[Supplied data]

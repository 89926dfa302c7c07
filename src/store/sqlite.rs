// SPDX-License-Identifier: MPL-2.0

use crate::store::schema::SCHEMA;
use crate::store::{ChangeTracker, StorageChange, Store, StoreError};
use rusqlite::{Connection, OptionalExtension, params};
use std::cell::Cell;
use std::path::Path;

/// File-backed store. Every handle owns its own connection, so two handles
/// on the same file behave like two browser tabs on one origin.
pub struct SqliteStore {
    conn: Connection,
    tracker: ChangeTracker,
    /// `PRAGMA data_version` as of the last poll
    data_version: Cell<i64>,
}

impl SqliteStore {
    /// Open or create the store database at `path`
    pub fn open(path: &Path) -> Result<Self, StoreError> {
        if let Some(parent) = path.parent() {
            std::fs::create_dir_all(parent)
                .map_err(|e| StoreError::Path(format!("failed to create store dir: {}", e)))?;
        }

        let conn = Connection::open(path)?;
        Self::migrate(&conn)?;

        let store = Self {
            conn,
            tracker: ChangeTracker::default(),
            data_version: Cell::new(0),
        };
        store.data_version.set(store.read_data_version()?);
        let snapshot = store.entries()?;
        store.tracker.diff(snapshot);

        tracing::debug!(path = %path.display(), "local store opened");
        Ok(store)
    }

    /// Run schema migrations
    fn migrate(conn: &Connection) -> Result<(), StoreError> {
        // Execute the schema (all CREATE IF NOT EXISTS)
        conn.execute_batch(SCHEMA)?;
        Ok(())
    }

    /// Changes whenever another connection commits to the database file
    fn read_data_version(&self) -> Result<i64, StoreError> {
        Ok(self
            .conn
            .query_row("PRAGMA data_version", [], |row| row.get(0))?)
    }
}

impl Store for SqliteStore {
    fn get_raw(&self, key: &str) -> Result<Option<String>, StoreError> {
        let value = self
            .conn
            .query_row(
                "SELECT value FROM local_storage WHERE key = ?",
                [key],
                |row| row.get(0),
            )
            .optional()?;
        Ok(value)
    }

    fn set_raw(&self, key: &str, value: &str) -> Result<(), StoreError> {
        self.conn.execute(
            r#"
            INSERT INTO local_storage (key, value)
            VALUES (?1, ?2)
            ON CONFLICT(key) DO UPDATE SET
                value = excluded.value
            "#,
            params![key, value],
        )?;
        self.tracker.record(key, Some(value));
        Ok(())
    }

    fn remove(&self, key: &str) -> Result<(), StoreError> {
        self.conn
            .execute("DELETE FROM local_storage WHERE key = ?", [key])?;
        self.tracker.record(key, None);
        Ok(())
    }

    fn remove_many(&self, keys: &[&str]) -> Result<(), StoreError> {
        let tx = self.conn.unchecked_transaction()?;
        for key in keys {
            tx.execute("DELETE FROM local_storage WHERE key = ?", [key])?;
        }
        tx.commit()?;

        for key in keys {
            self.tracker.record(key, None);
        }
        Ok(())
    }

    fn entries(&self) -> Result<Vec<(String, String)>, StoreError> {
        let mut stmt = self
            .conn
            .prepare("SELECT key, value FROM local_storage ORDER BY key")?;
        let rows = stmt.query_map([], |row| Ok((row.get(0)?, row.get(1)?)))?;

        let mut entries = Vec::new();
        for row in rows {
            entries.push(row?);
        }
        Ok(entries)
    }

    fn poll_external(&self) -> Result<Vec<StorageChange>, StoreError> {
        let version = self.read_data_version()?;
        if version == self.data_version.get() {
            return Ok(Vec::new());
        }
        self.data_version.set(version);

        let changes = self.tracker.diff(self.entries()?);
        if !changes.is_empty() {
            tracing::debug!(count = changes.len(), "external store changes detected");
        }
        Ok(changes)
    }
}
// SPDX-License-Identifier: MPL-2.0

pub mod router;
mod session;
pub mod settings;

pub use router::{Navigation, Route, RouteGuard};
pub use session::{AuthToken, SessionError, SessionGate};
pub use settings::{NotificationKind, NotificationPrefs, Settings, SettingsError, UserProfile};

[Exercise aim]
Transcription of the listing must be exact and complete.

[Answer area]
repository 89926dfa302c7c07
filename src/store/sqlite.rs
// SPDX-License-Identifier: MPL-2.0

use crate::store::schema::SCHEMA;
use crate::store::{ChangeTracker, StorageChange, Store, StoreError};
use rusqlite::{Connection, OptionalExtension, params};
use std::cell::Cell;
use std::path::Path;

/// File-backed store. Every handle owns its own connection, so two handles
/// on the same file behave like two browser tabs on one origin.
pub struct SqliteStore {
    conn: Connection,
    tracker: ChangeTracker,
    /// `PRAGMA data_version` as of the last poll
    data_version: Cell<i64>,
}

impl SqliteStore {
    /// Open or create the store database at `path`
    pub fn open(path: &Path) -> Result<Self, StoreError> {
        if let Some(parent) = path.parent() {
            std::fs::create_dir_all(parent)
                .map_err(|e| StoreError::Path(format!("failed to create store dir: {}", e)))?;
        }

        let conn = Connection::open(path)?;
        Self::migrate(&conn)?;

        let store = Self {
            conn,
            tracker: ChangeTracker::default(),
            data_version: Cell::new(0),
        };
        store.data_version.set(store.read_data_version()?);
        let snapshot = store.entries()?;
        store.tracker.diff(snapshot);

        tracing::debug!(path = %path.display(), "local store opened");
        Ok(store)
    }

    /// Run schema migrations
    fn migrate(conn: &Connection) -> Result<(), StoreError> {
        // Execute the schema (all CREATE IF NOT EXISTS)
        conn.execute_batch(SCHEMA)?;
        Ok(())
    }

    /// Changes whenever another connection commits to the database file
    fn read_data_version(&self) -> Result<i64, StoreError> {
        Ok(self
            .conn
            .query_row("PRAGMA data_version", [], |row| row.get(0))?)
    }
}

impl Store for SqliteStore {
    fn get_raw(&self, key: &str) -> Result<Option<String>, StoreError> {
        let value = self
            .conn
            .query_row(
                "SELECT value FROM local_storage WHERE key = ?",
                [key],
                |row| row.get(0),
            )
            .optional()?;
        Ok(value)
    }

    fn set_raw(&self, key: &str, value: &str) -> Result<(), StoreError> {
        self.conn.execute(
            r#"
            INSERT INTO local_storage (key, value)
            VALUES (?1, ?2)
            ON CONFLICT(key) DO UPDATE SET
                value = excluded.value
            "#,
            params![key, value],
        )?;
        self.tracker.record(key, Some(value));
        Ok(())
    }

    fn remove(&self, key: &str) -> Result<(), StoreError> {
        self.conn
            .execute("DELETE FROM local_storage WHERE key = ?", [key])?;
        self.tracker.record(key, None);
        Ok(())
    }

    fn remove_many(&self, keys: &[&str]) -> Result<(), StoreError> {
        let tx = self.conn.unchecked_transaction()?;
        for key in keys {
            tx.execute("DELETE FROM local_storage WHERE key = ?", [key])?;
        }
        tx.commit()?;

        for key in keys {
            self.tracker.record(key, None);
        }
        Ok(())
    }

    fn entries(&self) -> Result<Vec<(String, String)>, StoreError> {
        let mut stmt = self
            .conn
            .prepare("SELECT key, value FROM local_storage ORDER BY key")?;
        let rows = stmt.query_map([], |row| Ok((row.get(0)?, row.get(1)?)))?;

        let mut entries = Vec::new();
        for row in rows {
            entries.push(row?);
        }
        Ok(entries)
    }

    fn poll_external(&self) -> Result<Vec<StorageChange>, StoreError> {
        let version = self.read_data_version()?;
        if version == self.data_version.get() {
            return Ok(Vec::new());
        }
        self.data_version.set(version);

        let changes = self.tracker.diff(self.entries()?);
        if !changes.is_empty() {
            tracing::debug!(count = changes.len(), "external store changes detected");
        }
        Ok(changes)
    }
}
// SPDX-License-Identifier: MPL-2.0

pub mod router;
mod session;
pub mod settings;

pub use router::{Navigation, Route, RouteGuard};
pub use session::{AuthToken, SessionError, SessionGate};
pub use settings::{NotificationKind, NotificationPrefs, Settings, SettingsError, UserProfile};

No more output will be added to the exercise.